The implications of both studies lead one to the same conclusion: the practice of SSI prevention in the operating room needs to be taken more seriously. A nursing specialist must rely not only on the work of their team but also on their specific actions. It is essential that these actions correspond with one’s beliefs: while most professionals tend to be trained properly, it does not mean much unless it makes a difference in their working environment. Additionally, a nursing specialists must be aware of the responsibility they have every time they enter the operating room — especially to the patient, who might be harmed by any careless movement. Moreover, there must be consistency in regard to the practices recommended to implement in order to ensure SSI prevention. If there is no consistency, there seems to be no point in complying with the precautions at all – any practice applied can be made useless if due to the non-applied ones infecting occurs.
Finally, researchers are to resort to particular ethical considerations when conducting their studies. According to Artal and Rubenfeld (2017), one of the most important considerations is the process of consent. Volunteers have to know exactly what they agree to and have an opportunity to withdraw from further participation at any stage of the process. Moreover, the studies have to correspond to the criteria of ethical conduct established by the codes of ethics (Artal & Rubenfeld, 2017). Qvistgaard et al. (2019) state that their study was approved by the ethical committee of the country they conducted it in (Sweden) and that all ethical considerations met the guidelines of the Declaration of Helsinki. In addition to that, all the interviewees received information about the research in verbal and written form and signed confidential written consents prior to interviewing. Badia et al. (2020) report that if a person with relevant qualifications expressed no desire to be questioned or wished to refuse during the process, they faced no obstacles or repercussions. Furthermore, the study’s report meeting the criteria for Reporting Qualitative Research automatically means that it meets the criteria of codes of ethics.

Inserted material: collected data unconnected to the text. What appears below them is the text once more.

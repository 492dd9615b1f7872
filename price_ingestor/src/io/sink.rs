use async_trait::async_trait;
use serde::{Deserialize, Serialize};
use snafu::{Backtrace, Snafu};

use crate::models::symbol_batch::SymbolBatch;

#[derive(Debug, Snafu)]
#[snafu(visibility(pub))]
pub enum SinkError {
    /// An error occurred while trying to write the data (constraint violation, lost connection, ...).
    #[snafu(display("Failed to write data: {message}"))]
    Write {
        message: String,
        backtrace: Backtrace,
    },

    /// A canonical [`PriceRecord`](crate::models::price_record::PriceRecord) could not be
    /// converted into the destination's column types.
    #[snafu(display("Data conversion error: {message}"))]
    Conversion {
        message: String,
        backtrace: Backtrace,
    },

    /// No connection to the destination could be obtained.
    #[snafu(display("Connection unavailable: {message}"))]
    Unavailable {
        message: String,
        backtrace: Backtrace,
    },
}

/// How rows are written into the raw table.
#[derive(Debug, Clone, Copy, PartialEq, Eq, Default, Serialize, Deserialize)]
#[serde(rename_all = "snake_case")]
pub enum WriteMode {
    /// Insert-or-ignore on `(symbol, date, source)`. Re-running over an
    /// overlapping range leaves existing rows untouched.
    #[default]
    Upsert,
    /// Blind append. Overlapping re-runs hit the uniqueness constraint and the
    /// whole batch is rejected.
    Append,
}

#[async_trait]
pub trait DataSink: Send + Sync {
    /// Writes every record of `batch` or none of them.
    ///
    /// Returns the number of rows that are new in the destination. With
    /// [`WriteMode::Upsert`] this can be lower than `batch.len()` when some rows
    /// were already present.
    async fn write(&self, batch: &SymbolBatch) -> Result<usize, SinkError>;
}

#[async_trait]
impl<S: DataSink + ?Sized> DataSink for Box<S> {
    async fn write(&self, batch: &SymbolBatch) -> Result<usize, SinkError> {
        (**self).write(batch).await
    }
}
//! Row types written to `bronze.stock_prices`.

use chrono::{NaiveDate, NaiveDateTime};
use diesel::prelude::*;
use price_ingestor::{
    io::sink::{ConversionSnafu, SinkError},
    models::price_record::PriceRecord,
};
use rust_decimal::{Decimal, prelude::FromPrimitive};

use crate::schema::stock_prices;

/// Digits kept after the decimal point, matching `NUMERIC(18, 6)`.
pub const PRICE_SCALE: u32 = 6;

#[derive(Insertable, Debug, Clone, PartialEq)]
#[diesel(table_name = stock_prices)]
pub struct NewStockPrice<'a> {
    pub symbol: &'a str,
    pub date: NaiveDate,
    pub open: Decimal,
    pub high: Decimal,
    pub low: Decimal,
    pub close: Decimal,
    pub adj_close: Decimal,
    pub volume: i64,
    pub source: &'a str,
    pub ingestion_timestamp: NaiveDateTime,
}

impl<'a> TryFrom<&'a PriceRecord> for NewStockPrice<'a> {
    type Error = SinkError;

    fn try_from(r: &'a PriceRecord) -> Result<Self, Self::Error> {
        let price = |column: &str, value: f64| -> Result<Decimal, SinkError> {
            Decimal::from_f64(value)
                .map(|d| d.round_dp(PRICE_SCALE))
                .ok_or_else(|| {
                    ConversionSnafu {
                        message: format!("{} {} {column}={value} is not a finite price", r.symbol, r.date),
                    }
                    .build()
                })
        };
        let volume = i64::try_from(r.volume).map_err(|_| {
            ConversionSnafu {
                message: format!("{} {} volume {} overflows BIGINT", r.symbol, r.date, r.volume),
            }
            .build()
        })?;

        Ok(Self {
            symbol: &r.symbol,
            date: r.date,
            open: price("open", r.open)?,
            high: price("high", r.high)?,
            low: price("low", r.low)?,
            close: price("close", r.close)?,
            adj_close: price("adj_close", r.adj_close)?,
            volume,
            source: &r.source,
            ingestion_timestamp: r.ingestion_timestamp,
        })
    }
}
//! Yahoo Finance chart API (`/v8/finance/chart/{symbol}`), daily interval only.

pub mod params;
pub mod provider;
pub mod response;

pub use provider::YahooProvider;

/// Provenance tag stamped on every record fetched through Yahoo Finance.
pub const SOURCE: &str = "yahoo_finance";
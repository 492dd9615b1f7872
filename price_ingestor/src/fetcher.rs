//! Per-symbol fetch and normalization onto the canonical row schema.

use chrono::{NaiveDate, NaiveDateTime, Utc};
use tracing::{debug, warn};

use crate::{
    models::{
        date_range::DateRange,
        price_record::PriceRecord,
        session::SessionSeries,
        symbol_batch::SymbolBatch,
    },
    providers::DataProvider,
    retry::RetryPolicy,
};

/// Wraps a [`DataProvider`] and turns whatever it returns into a [`SymbolBatch`].
///
/// The fetcher never fails: provider faults are logged and reported as an
/// empty batch, so one symbol cannot abort the rest of a run.
pub struct Fetcher<P> {
    provider: P,
    retry: RetryPolicy,
}

impl<P: DataProvider> Fetcher<P> {
    pub fn new(provider: P) -> Self {
        Self {
            provider,
            retry: RetryPolicy::none(),
        }
    }

    pub fn with_retry(mut self, retry: RetryPolicy) -> Self {
        self.retry = retry;
        self
    }

    pub fn provider(&self) -> &P {
        &self.provider
    }

    /// Fetches `symbol` for sessions `start..=end`.
    pub async fn fetch(&self, symbol: &str, start: NaiveDate, end: NaiveDate) -> SymbolBatch {
        match DateRange::new(start, end) {
            Ok(range) => self.fetch_range(symbol, range).await,
            Err(err) => {
                warn!(symbol, error = %err, "invalid date range, nothing fetched");
                SymbolBatch::empty(symbol)
            }
        }
    }

    pub async fn fetch_range(&self, symbol: &str, range: DateRange) -> SymbolBatch {
        let fetched = self
            .retry
            .run(symbol, |_| self.provider.fetch_daily(symbol, range))
            .await;

        match fetched {
            Ok(series) if series.is_empty() => {
                debug!(symbol, "provider returned no sessions");
                SymbolBatch::empty(symbol)
            }
            Ok(series) => normalize(
                symbol,
                self.provider.source(),
                Utc::now().naive_utc(),
                series,
            ),
            Err(err) => {
                warn!(symbol, error = %err, "fetch failed");
                SymbolBatch::empty(symbol)
            }
        }
    }
}

/// Maps provider sessions onto canonical records.
///
/// `adj_close` is a copy of `close`, and the provider's own adjusted close is
/// dropped. Every record gets the same `source` and `ingested_at`.
pub fn normalize(
    symbol: &str,
    source: &str,
    ingested_at: NaiveDateTime,
    series: SessionSeries,
) -> SymbolBatch {
    let records = series
        .sessions
        .into_iter()
        .map(|s| PriceRecord {
            symbol: symbol.to_string(),
            date: s.session_date,
            open: s.open,
            high: s.high,
            low: s.low,
            close: s.close,
            adj_close: s.close,
            volume: s.volume,
            source: source.to_string(),
            ingestion_timestamp: ingested_at,
        })
        .collect();
    SymbolBatch::new(symbol, records)
}
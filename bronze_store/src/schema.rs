// Hand-maintained to match migrations/*_create_bronze. The uniqueness key
// (symbol, date, source) stands in for a primary key.

diesel::table! {
    bronze.stock_prices (symbol, date, source) {
        symbol -> Text,
        date -> Date,
        open -> Numeric,
        high -> Numeric,
        low -> Numeric,
        close -> Numeric,
        adj_close -> Numeric,
        volume -> Int8,
        source -> Text,
        ingestion_timestamp -> Timestamp,
    }
}
//! In-process [`DataSink`] used in tests and dry runs.

use std::{
    collections::HashSet,
    sync::{
        Mutex,
        atomic::{AtomicUsize, Ordering},
    },
};

use async_trait::async_trait;
use chrono::NaiveDate;

use crate::{
    io::sink::{DataSink, SinkError, WriteSnafu, WriteMode},
    models::{price_record::PriceRecord, symbol_batch::SymbolBatch},
};

/// Keeps written rows in a vector, honoring the same `(symbol, date, source)`
/// uniqueness rule as the database table.
#[derive(Debug, Default)]
pub struct MemorySink {
    mode: WriteMode,
    rows: Mutex<Vec<PriceRecord>>,
    writes: AtomicUsize,
}

impl MemorySink {
    pub fn new(mode: WriteMode) -> Self {
        Self {
            mode,
            ..Self::default()
        }
    }

    pub fn rows(&self) -> Vec<PriceRecord> {
        self.rows.lock().map(|r| r.clone()).unwrap_or_default()
    }

    /// Number of `write` calls received, successful or not.
    pub fn write_calls(&self) -> usize {
        self.writes.load(Ordering::SeqCst)
    }
}

type Key = (String, NaiveDate, String);

fn key(r: &PriceRecord) -> Key {
    (r.symbol.clone(), r.date, r.source.clone())
}

#[async_trait]
impl DataSink for MemorySink {
    async fn write(&self, batch: &SymbolBatch) -> Result<usize, SinkError> {
        self.writes.fetch_add(1, Ordering::SeqCst);

        let mut rows = self.rows.lock().map_err(|_| {
            WriteSnafu {
                message: "memory sink lock poisoned",
            }
            .build()
        })?;
        let mut seen: HashSet<Key> = rows.iter().map(key).collect();

        let mut fresh = Vec::with_capacity(batch.len());
        for record in batch {
            if seen.insert(key(record)) {
                fresh.push(record.clone());
            } else if self.mode == WriteMode::Append {
                // Nothing has been pushed to `rows` yet, so the batch is rejected whole.
                return WriteSnafu {
                    message: format!(
                        "duplicate key value violates unique constraint: ({}, {}, {})",
                        record.symbol, record.date, record.source
                    ),
                }
                .fail();
            }
        }

        let inserted = fresh.len();
        rows.extend(fresh);
        Ok(inserted)
    }
}
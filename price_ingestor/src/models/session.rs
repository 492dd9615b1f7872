//! Provider-native daily series, before normalization.
//!
//! Every [`DataProvider`](crate::providers::DataProvider) returns its sessions in
//! this shape. Field names and the optional adjusted close follow the provider;
//! the [`Fetcher`](crate::fetcher::Fetcher) maps them onto [`PriceRecord`](crate::models::price_record::PriceRecord).

use chrono::NaiveDate;

/// One trading session as reported by the provider.
#[derive(Debug, Clone, PartialEq)]
pub struct SessionBar {
    /// Exchange-local calendar date of the session.
    pub session_date: NaiveDate,

    pub open: f64,
    pub high: f64,
    pub low: f64,
    pub close: f64,

    /// Shares traded during the session.
    pub volume: u64,

    /// Provider's dividend/split adjusted close. Not all providers supply this,
    /// and normalization does not use it.
    pub adj_close: Option<f64>,
}

/// All sessions a provider returned for one symbol, ordered by date.
#[derive(Debug, Clone, PartialEq, Default)]
pub struct SessionSeries {
    pub symbol: String,
    pub sessions: Vec<SessionBar>,
}

impl SessionSeries {
    pub fn empty(symbol: impl Into<String>) -> Self {
        Self {
            symbol: symbol.into(),
            sessions: Vec::new(),
        }
    }

    pub fn is_empty(&self) -> bool {
        self.sessions.is_empty()
    }
}
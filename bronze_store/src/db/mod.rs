//! Database utilities for the bronze PostgreSQL store.
//!
//! This module provides:
//! - Connection settings read from `POSTGRES_*` variables: [`config::DbConfig`].
//! - A pooled async connection factory plus connectivity and readiness checks:
//!   [`connection::build_pool`], [`connection::server_version`],
//!   [`connection::ensure_bronze_table`].
//! - Embedded Diesel migrations that provision the `bronze`/`silver`/`gold`
//!   schemas and `bronze.stock_prices`: [`migrate::run_postgres`].
//!
//! Example:
//! ```no_run
//! use bronze_store::db::{config::DbConfig, connection, migrate};
//! use secrecy::ExposeSecret;
//!
//! # async fn demo() -> anyhow::Result<()> {
//! let cfg = DbConfig::from_env()?;
//! migrate::run_postgres(cfg.database_url().expose_secret())?;
//!
//! let pool = connection::build_pool(&cfg)?;
//! println!("{}", connection::server_version(&pool).await?);
//! # Ok(())
//! # }
//! ```
//!
//! Note: Building requires the system libpq (e.g., libpq-dev on Debian/Ubuntu).

pub mod config;
pub mod connection;
pub mod migrate;
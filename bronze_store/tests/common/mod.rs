#![allow(dead_code)]

use bronze_store::db::{config::DbConfig, connection, migrate};
use chrono::NaiveDate;
use price_ingestor::models::{price_record::PriceRecord, symbol_batch::SymbolBatch};
use secrecy::ExposeSecret;

/// Live database from `POSTGRES_*`, provisioned and pooled. `None` when the
/// environment does not point at a server.
pub async fn live_pool() -> Option<connection::PgPool> {
    let cfg = DbConfig::from_env().ok()?;
    let url = cfg.database_url();
    tokio::task::spawn_blocking(move || migrate::run_postgres(url.expose_secret()))
        .await
        .expect("join migration task")
        .expect("migrations");
    Some(connection::build_pool(&cfg).expect("pool"))
}

pub fn batch(symbol: &str, days: std::ops::RangeInclusive<u32>) -> SymbolBatch {
    let ts = NaiveDate::from_ymd_opt(2024, 2, 1)
        .unwrap()
        .and_hms_opt(6, 30, 0)
        .unwrap();
    let records = days
        .map(|day| PriceRecord {
            symbol: symbol.to_string(),
            date: NaiveDate::from_ymd_opt(2024, 1, day).unwrap(),
            open: 100.0 + day as f64,
            high: 101.5 + day as f64,
            low: 99.25 + day as f64,
            close: 100.75 + day as f64,
            adj_close: 100.75 + day as f64,
            volume: 1_000 * day as u64,
            source: "bronze_store_test".to_string(),
            ingestion_timestamp: ts,
        })
        .collect();
    SymbolBatch::new(symbol, records)
}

Artal, R., & Rubenfeld, S. (2017). Ethical issues in research. Best Practice & Research Clinical Obstetrics & Gynaecology, 43, 107-114. Web.
Badia, J. M., Rubio-Pérez, I., López-Menéndez, J., Diez, C., Bolaños, B. A. R., Ocaña-Guaita, J.,… & Balibrea, J. M. (2020). The persistent breach between evidence and practice in the prevention of Surgical Site Infection. Qualitative study. International Journal of Surgery, 82, 231-239. Web.
Qvistgaard, M., Lovebo, J., & Almerud-Österberg, S. (2019). Intraoperative prevention of Surgical Site Infections as experienced by operating room nurses. International Journal of Qualitative Studies on Health and Well-Being, 14(1), 1632109. Web.